I set aside $500 every month to invest in my Unit Trusts. I will have $6k invested in unit trusts in one year. I am too lazy to do the calculations now as to how much I will save when I compound my monthly investment over 30 years. You do it for me. Use a calculator. Once you recover from the shock...proceed to the next section :)

Hardest Part About Investing

Hardest Part About Investing-Getting yourself to the starting line

Stare at this... ********** .... as I attempt to read your mind

OK, this is what you are thinking.

"I need more money in my life".

Good, aren't I?

Maybe you need money to pay off your loans and bills. Maybe you want to start a family and provide for your children. Hell! Maybe you just want to take an expensive vacation for ONCE IN YOUR LIFE and pamper yourself.

I know that I DO.

By investing wisely now, all of us can generate enough cash to deal with all of the above, and more. but before you do that, ask yourself these important questions.

  • How much do you really need?
  • How much risk can you take?
  • How long are you willing to wait before you see profits?

How much do you really need?

Determine your financial goals. This is important or else you will be constantly worrying about 'needing more' money

How much risk can you take?

Different unit trusts have different levels of risk. Long story short:

  1. High risk = high returns: advisable if your time horizon is long.
  2. Low risk = low returns: advisable if your time horizon is short (that is to say' less then 8 years)

Of course, typically, it is the more volatile 'growth' unit trusts that generate the higher returns. So the more risk you are willing to take, the better your returns can be.

What the hell is a time horizon? That is, how long you are willing to wait before you see profits

How long are you willing to wait before you see profits?

Again' long story short;

  1. longer the time horizon = afford to take more risks = higher the profits
  2. shorter time horizon = invest in less risky funds = lower your profit

As markets are unpredictable, prices may fall and if you do not have the luxury of time, chances are, you will have to sell at a loss.
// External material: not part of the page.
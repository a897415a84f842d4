//! Extra axum routes mounted next to the server functions.

pub mod health_check;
TIME IS YOUR BIGGEST ALLY in generating cash for unit trusts.

Why Choose Unit Trust?

Why I Chose Unit Trusts- You Should Too

Why unit trusts are the best forms of investment :

  1. They are well-diversified instruments, and so have less risk than individual stocks.
  2. They are invested globally and in different financial instruments so there is a good range to meet different investment objectives.
  3. They are managed by professional fund managers whose job is to generate a good return for your money.
  4. With the right funds, you can reap tremendous returns. Invested over time, these returns can compound to very attractive sums unlike savings.
  5. Investing with unit trusts is one of the best ways to attain the financial goals in our lives.

Thursday, May 24, 2007

WELCOME

Welcome

I shall keep this short and sweet so you can go on to fulfill the reason why you are really here; If you are like me, not sure when or where to invest in, stay tuned to my blog. Mind you...I am a beginner myself and I appreciate any comments or suggestions that visitors leave behind. As much as possible, I shall try to keep my posts in point form to save you the hassle of going through a whole bunch of words.
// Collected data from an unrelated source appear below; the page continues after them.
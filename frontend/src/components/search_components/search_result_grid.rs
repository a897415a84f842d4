//! Search results area: product grid, skeleton cards, sort control, and
//! the empty and error states.

use dioxus::prelude::*;

use common::search_request::SortOrder;
use common::search_response::Product;

use crate::components::error_boundary::ComponentErrorDisplay;
use crate::components::search_components::query_rewrite_panel::QueryRewritePanel;
use crate::pages::search_page::SearchPageState;


const PLACEHOLDER_IMAGE_URL: &'static str = "https://via.placeholder.com/200x150?text=No+Image";
const SKELETON_CARD_COUNT: usize = 9;

const GRID_STYLE: &'static str = "
    display: grid;
    grid-template-columns: repeat(auto-fill, minmax(240px, 1fr));
    gap: 24px;
";

const EMPTY_STATE_STYLE: &'static str = "
    text-align: center;
    padding: 40px 0;
    color: #6B7280;
";


#[component]
pub fn SearchResultGrid() -> Element {
    let page_state = use_context::<SearchPageState>();
    let controller = page_state.controller;
    let controller_ref = controller.read();

    // loading, failed, never-searched, zero-matches, and results are
    // mutually exclusive display states
    if controller_ref.is_loading() {
        return rsx! {
            div {
                id: "x-search-skeleton-grid",
                style: GRID_STYLE,
                for i in 0..SKELETON_CARD_COUNT {
                    SkeletonCard { key: "{i}" }
                }
            }
        };
    }

    if let Some(error_txt) = controller_ref.last_error() {
        return rsx! {
            ComponentErrorDisplay { error_txt: error_txt.to_string() }
        };
    }

    let Some(model) = controller_ref.response() else {
        return rsx! {
            div {
                style: EMPTY_STATE_STYLE,
                "Enter a query to start searching."
            }
        };
    };

    let result_count = model.result_count();
    let timing_suffix = model.search_time_line();
    let results = model.results().to_vec();
    let rewrite_info = model
        .rewrite_info()
        .filter(|rewrite| !rewrite.rewritten.is_empty())
        .cloned();

    rsx! {
        div {
            id: "x-search-results-section",
            div {
                style: "
                    display: flex;
                    justify-content: space-between;
                    align-items: center;
                    margin-bottom: 16px;
                    background-color: white;
                    padding: 12px;
                    border-radius: 8px;
                    box-shadow: 0 1px 2px 0 rgba(0, 0, 0, 0.05);
                ",
                div {
                    style: "font-size: 14px; color: #374151;",
                    "Found "
                    span { style: "font-weight: 700;", "{result_count}" }
                    " results{timing_suffix}"
                }
                SortDropdown {}
            }

            if let Some(rewrite) = rewrite_info {
                QueryRewritePanel { rewrite }
            }

            if results.is_empty() {
                div {
                    style: EMPTY_STATE_STYLE,
                    "No results found. Try adjusting your search or filters."
                }
            } else {
                div {
                    id: "x-search-results-grid",
                    style: GRID_STYLE,
                    for product in results.iter().cloned() {
                        ProductCard { key: "{product.product_id}", product }
                    }
                }
            }
        }
    }
}

#[component]
fn SortDropdown() -> Element {
    let page_state = use_context::<SearchPageState>();
    let controller = page_state.controller;
    let current_sort = use_memo(move || controller.read().state().sort);

    rsx! {
        select {
            id: "x-search-sort-dropdown",
            style: "
                border: 1px solid #D1D5DB;
                border-radius: 6px;
                padding: 6px 10px;
                font-size: 14px;
                color: #374151;
                background-color: white;
            ",
            value: "{current_sort().as_str()}",
            onchange: move |event: Event<FormData>| {
                page_state.set_sort.call(SortOrder::from_wire(&event.value()));
            },
            for sort in SortOrder::ALL {
                option {
                    value: "{sort.as_str()}",
                    "{sort.display_name()}"
                }
            }
        }
    }
}

#[component]
fn ProductCard(product: Product) -> Element {
    let image_src = product
        .image_url
        .clone()
        .unwrap_or(PLACEHOLDER_IMAGE_URL.to_string());
    let price_text = format!("${:.2}", product.price);
    let rating_badge = product.rating.map(|rating| format!("⭐ {}", rating));

    rsx! {
        div {
            style: "
                display: flex;
                flex-direction: column;
                background-color: white;
                border: 1px solid #E5E7EB;
                border-radius: 8px;
                box-shadow: 0 1px 3px 0 rgba(0, 0, 0, 0.1);
                overflow: hidden;
            ",
            img {
                src: "{image_src}",
                alt: "{product.title}",
                style: "
                    width: 100%;
                    height: 192px;
                    object-fit: contain;
                    background-color: #F9FAFB;
                    padding: 8px;
                    box-sizing: border-box;
                ",
            }
            div {
                style: "display: flex; flex-direction: column; flex-grow: 1; padding: 16px;",
                div {
                    style: "flex-grow: 1; margin-bottom: 8px;",
                    div {
                        style: "font-size: 12px; color: #6B7280; margin-bottom: 4px;",
                        "{product.brand}"
                    }
                    h3 {
                        style: "font-size: 14px; font-weight: 600; color: #1F2937; margin: 0;",
                        "{product.title}"
                    }
                }
                div {
                    style: "display: flex; align-items: center; justify-content: space-between; margin-top: 8px;",
                    div {
                        style: "font-size: 20px; font-weight: 700; color: #111827;",
                        "{price_text}"
                    }
                    if let Some(rating_badge) = rating_badge {
                        div {
                            style: "font-size: 14px; color: #4B5563; background-color: #FEF9C3; padding: 4px 8px; border-radius: 9999px;",
                            "{rating_badge}"
                        }
                    }
                }
            }
        }
    }
}

#[component]
fn SkeletonCard() -> Element {
    rsx! {
        div {
            style: "
                background-color: white;
                border: 1px solid #E5E7EB;
                border-radius: 8px;
                box-shadow: 0 1px 3px 0 rgba(0, 0, 0, 0.1);
                overflow: hidden;
            ",
            div { style: "width: 100%; height: 192px; background-color: #E5E7EB;" }
            div {
                style: "padding: 16px;",
                div { style: "height: 12px; width: 25%; background-color: #E5E7EB; border-radius: 4px; margin-bottom: 8px;" }
                div { style: "height: 16px; width: 75%; background-color: #E5E7EB; border-radius: 4px; margin-bottom: 16px;" }
                div {
                    style: "display: flex; align-items: center; justify-content: space-between;",
                    div { style: "height: 24px; width: 33%; background-color: #E5E7EB; border-radius: 4px;" }
                    div { style: "height: 24px; width: 25%; background-color: #E5E7EB; border-radius: 4px;" }
                }
            }
        }
    }
}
My infant attempts in investing (to be honest, I did not earn too well and at times, made a loss):

  1. Autosurf Industry- was doing well at Studiotraffic but they closed unexpectedly, was doing well at 12DailyPro until the advent of the Stormpay fiasco which forced them to close, thus, making me lose my money. I have tried almost a hundred autosurf programmes online (most of which require some initial capital) just to find that most are unreliabble or are merely pyramid schemes.
  2. MLM (multi-level-marketing)-I found out the hard way that most MLM sites on line require you to create affiliates of your own to earn bigger commissions. I do not have the time to do this and am not sure of the certainty that I will be paid
  3. Fixed Deposits-Long story short-> You need a HUGE amount of money sitting in an account and best part, you cannot touch it for a specified period of time in order to earn the interest. Too rich for my blood (but I WILL BE)

Instead of wasting more time and effort in these areas, I decided to tread into the unfamiliar territory of Unit Trusts and Stocks and Shares.

Right now, I have accumulated 6% in profits from my Unit Trusts (in a matter of months). I shall frequently post in this blog any new funds which I recommend and the methodology I based my recommendations on. I shall also update my portfolio of unit trusts thus far in subsequent posts.

Recently, I have opened an online trading account to trade in stocks and shares. Once I have a grasp of it, I shall update my blog in this form of investment.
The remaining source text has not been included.